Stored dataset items
━━━━━━━━━━━━━━━━

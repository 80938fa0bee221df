// ============================================================================
// spark-reactive - Array Methods
// Native array algorithms plus the instrumented versions mutable proxies use
// ============================================================================
//
// The native algorithms run against a receiver through the reflect layer,
// so on a proxy every internal read and write passes through its traps just
// like the built-ins would.
//
// Mutable array proxies instrument two families:
// - searches track every index, then retry with raw values on a miss;
// - length-changing methods run with tracking paused, so the `length` they
//   read internally never becomes a dependency of the calling effect, and
//   inside one batch, so no effect observes a half-applied mutation.
// ============================================================================

use crate::core::constants::TrackOp;
use crate::core::reflect;
use crate::core::value::{Key, Value};
use crate::proxy::reactive::to_raw;
use crate::reactivity::batching::{batch, pause_tracking};
use crate::reactivity::dep::track;
use crate::reactivity::equality::{same_value_zero, strict_equals};

// =============================================================================
// METHOD NAMES
// =============================================================================

/// Array methods with an instrumented version on mutable proxies.
#[derive(Debug, Clone, Copy, PartialEq, Eq)]
pub enum ArrayMethod {
    Includes,
    IndexOf,
    LastIndexOf,
    Push,
    Pop,
    Shift,
    Unshift,
    Splice,
}

impl ArrayMethod {
    pub fn from_name(name: &str) -> Option<Self> {
        match name {
            "includes" => Some(ArrayMethod::Includes),
            "indexOf" => Some(ArrayMethod::IndexOf),
            "lastIndexOf" => Some(ArrayMethod::LastIndexOf),
            "push" => Some(ArrayMethod::Push),
            "pop" => Some(ArrayMethod::Pop),
            "shift" => Some(ArrayMethod::Shift),
            "unshift" => Some(ArrayMethod::Unshift),
            "splice" => Some(ArrayMethod::Splice),
            _ => None,
        }
    }

    pub fn from_key(key: &Key) -> Option<Self> {
        key.as_name().and_then(Self::from_name)
    }

    pub const fn name(self) -> &'static str {
        match self {
            ArrayMethod::Includes => "includes",
            ArrayMethod::IndexOf => "indexOf",
            ArrayMethod::LastIndexOf => "lastIndexOf",
            ArrayMethod::Push => "push",
            ArrayMethod::Pop => "pop",
            ArrayMethod::Shift => "shift",
            ArrayMethod::Unshift => "unshift",
            ArrayMethod::Splice => "splice",
        }
    }

    /// Identity-sensitive searches.
    pub fn is_search(self) -> bool {
        matches!(
            self,
            ArrayMethod::Includes | ArrayMethod::IndexOf | ArrayMethod::LastIndexOf
        )
    }

    /// Methods that read and write `length`.
    pub fn mutates_length(self) -> bool {
        !self.is_search()
    }
}

/// Whether calls on `receiver` go through the instrumented versions.
fn is_instrumented(receiver: &Value) -> bool {
    receiver
        .as_proxy()
        .is_some_and(|proxy| !proxy.mode().is_readonly() && reflect::is_array(proxy.target()))
}

// =============================================================================
// SEARCH
// =============================================================================

#[derive(Clone, Copy)]
enum Search {
    Includes,
    First,
    Last,
}

fn index_key(index: usize) -> Key {
    Key::from(index)
}

/// The native search. `unwrap` compares raw forms of the elements.
fn native_search(this: &Value, search: Search, needle: &Value, unwrap: bool) -> Option<usize> {
    let len = this.len();
    let element = |index: usize| {
        let value = reflect::get(this, &index_key(index), this);
        if unwrap {
            to_raw(&value)
        } else {
            value
        }
    };

    match search {
        // includes reads holes as undefined and matches NaN
        Search::Includes => (0..len).find(|&i| same_value_zero(&element(i), needle)),
        Search::First => (0..len)
            .find(|&i| reflect::has(this, &index_key(i)) && strict_equals(&element(i), needle)),
        Search::Last => (0..len)
            .rev()
            .find(|&i| reflect::has(this, &index_key(i)) && strict_equals(&element(i), needle)),
    }
}

fn search(this: &Value, search: Search, needle: &Value) -> Option<usize> {
    if !is_instrumented(this) {
        return native_search(this, search, needle, false);
    }

    let raw = to_raw(this);
    if let Some(raw_target) = raw.as_target() {
        for index in 0..this.len() {
            track(raw_target, TrackOp::Get, &index_key(index));
        }
    }

    // First with the caller's value as given, then with raw forms on both
    // sides so a raw needle finds its wrapped element and vice versa
    native_search(&raw, search, needle, false)
        .or_else(|| native_search(&raw, search, &to_raw(needle), true))
}

// =============================================================================
// NATIVE MUTATORS
// =============================================================================

fn set_length(this: &Value, len: usize) {
    reflect::set(this, &Key::length(), Value::from(len), this);
}

/// Move the element at `from` to `to`, or delete `to` if `from` is a hole.
fn move_element(this: &Value, from: usize, to: usize) {
    let from = index_key(from);
    let to = index_key(to);
    if reflect::has(this, &from) {
        let value = reflect::get(this, &from, this);
        reflect::set(this, &to, value, this);
    } else {
        reflect::delete(this, &to);
    }
}

fn native_push(this: &Value, items: Vec<Value>) -> usize {
    let mut len = this.len();
    for item in items {
        reflect::set(this, &index_key(len), item, this);
        len += 1;
    }
    set_length(this, len);
    len
}

fn native_pop(this: &Value) -> Value {
    let len = this.len();
    if len == 0 {
        set_length(this, 0);
        return Value::Undefined;
    }
    let last = index_key(len - 1);
    let element = reflect::get(this, &last, this);
    reflect::delete(this, &last);
    set_length(this, len - 1);
    element
}

fn native_shift(this: &Value) -> Value {
    let len = this.len();
    if len == 0 {
        set_length(this, 0);
        return Value::Undefined;
    }
    let first = reflect::get(this, &index_key(0), this);
    for k in 1..len {
        move_element(this, k, k - 1);
    }
    reflect::delete(this, &index_key(len - 1));
    set_length(this, len - 1);
    first
}

fn native_unshift(this: &Value, items: Vec<Value>) -> usize {
    let len = this.len();
    let count = items.len();
    if count > 0 {
        for k in (0..len).rev() {
            move_element(this, k, k + count);
        }
        for (j, item) in items.into_iter().enumerate() {
            reflect::set(this, &index_key(j), item, this);
        }
    }
    set_length(this, len + count);
    len + count
}

fn native_splice(this: &Value, start: i64, delete_count: Option<usize>, items: Vec<Value>) -> Vec<Value> {
    let len = this.len();
    let start = if start < 0 {
        len.saturating_sub(start.unsigned_abs() as usize)
    } else {
        (start as usize).min(len)
    };
    let delete_count = delete_count.unwrap_or(len - start).min(len - start);
    let item_count = items.len();

    let removed = (0..delete_count)
        .map(|k| reflect::get(this, &index_key(start + k), this))
        .collect();

    if item_count < delete_count {
        for k in start..(len - delete_count) {
            move_element(this, k + delete_count, k + item_count);
        }
        for k in ((len - delete_count + item_count)..len).rev() {
            reflect::delete(this, &index_key(k));
        }
    } else if item_count > delete_count {
        for k in (start..(len - delete_count)).rev() {
            move_element(this, k + delete_count, k + item_count);
        }
    }

    for (j, item) in items.into_iter().enumerate() {
        reflect::set(this, &index_key(start + j), item, this);
    }
    set_length(this, len - delete_count + item_count);
    removed
}

/// Run a length-changing method. On an instrumented receiver the reads it
/// makes are not tracked and its writes notify once, after `length` is final.
fn mutate<R>(this: &Value, f: impl FnOnce() -> R) -> R {
    if is_instrumented(this) {
        batch(|| {
            let _paused = pause_tracking();
            f()
        })
    } else {
        f()
    }
}

// =============================================================================
// VALUE ARRAY API
// =============================================================================

impl Value {
    /// SameValueZero membership test.
    pub fn includes(&self, needle: impl Into<Value>) -> bool {
        search(self, Search::Includes, &needle.into()).is_some()
    }

    /// First index strictly equal to `needle`.
    pub fn index_of(&self, needle: impl Into<Value>) -> Option<usize> {
        search(self, Search::First, &needle.into())
    }

    /// Last index strictly equal to `needle`.
    pub fn last_index_of(&self, needle: impl Into<Value>) -> Option<usize> {
        search(self, Search::Last, &needle.into())
    }

    /// Append items, returning the new length.
    pub fn push<V: Into<Value>>(&self, items: impl IntoIterator<Item = V>) -> usize {
        let items = items.into_iter().map(Into::into).collect();
        mutate(self, || native_push(self, items))
    }

    /// Remove and return the last element.
    pub fn pop(&self) -> Value {
        mutate(self, || native_pop(self))
    }

    /// Remove and return the first element.
    pub fn shift(&self) -> Value {
        mutate(self, || native_shift(self))
    }

    /// Prepend items, returning the new length.
    pub fn unshift<V: Into<Value>>(&self, items: impl IntoIterator<Item = V>) -> usize {
        let items = items.into_iter().map(Into::into).collect();
        mutate(self, || native_unshift(self, items))
    }

    /// Remove `delete_count` elements at `start` (negative counts from the
    /// end, `None` removes the rest) and insert `items` in their place.
    pub fn splice<V: Into<Value>>(
        &self,
        start: i64,
        delete_count: Option<usize>,
        items: impl IntoIterator<Item = V>,
    ) -> Vec<Value> {
        let items = items.into_iter().map(Into::into).collect();
        mutate(self, || native_splice(self, start, delete_count, items))
    }

    /// Call an array method by name with dynamic arguments.
    ///
    /// Returns `None` when `self` is not an array or `name` is not one of
    /// the supported methods. Search misses return `false` or `-1`.
    pub fn call(&self, name: &str, args: &[Value]) -> Option<Value> {
        if !self.is_array() {
            return None;
        }
        let method = ArrayMethod::from_name(name)?;
        let first = args.first().cloned().unwrap_or_default();
        let position = |found: Option<usize>| found.map_or(Value::from(-1), Value::from);

        let result = match method {
            ArrayMethod::Includes => Value::from(self.includes(first)),
            ArrayMethod::IndexOf => position(self.index_of(first)),
            ArrayMethod::LastIndexOf => position(self.last_index_of(first)),
            ArrayMethod::Push => Value::from(self.push(args.iter().cloned())),
            ArrayMethod::Pop => self.pop(),
            ArrayMethod::Shift => self.shift(),
            ArrayMethod::Unshift => Value::from(self.unshift(args.iter().cloned())),
            ArrayMethod::Splice => {
                let start = first.as_number().map_or(0, |n| n as i64);
                let delete_count = args
                    .get(1)
                    .map(|count| count.as_number().map_or(0, |n| n.max(0.0) as usize));
                let removed = self.splice(start, delete_count, args.iter().skip(2).cloned());
                Value::from(removed)
            }
        };
        Some(result)
    }
}

// =============================================================================
// TESTS
// =============================================================================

━━━━━━━━━━━━━━━━

▶ Work order: Output the lines above exactly, but only those between the line holding "native_search(&raw, search, needle, false)" and the line holding "fn set_length(this: &Value, len: usize)", inclusive.

▶ Solution below:
    native_search(&raw, search, needle, false)
        .or_else(|| native_search(&raw, search, &to_raw(needle), true))
}

// =============================================================================
// NATIVE MUTATORS
// =============================================================================

fn set_length(this: &Value, len: usize) {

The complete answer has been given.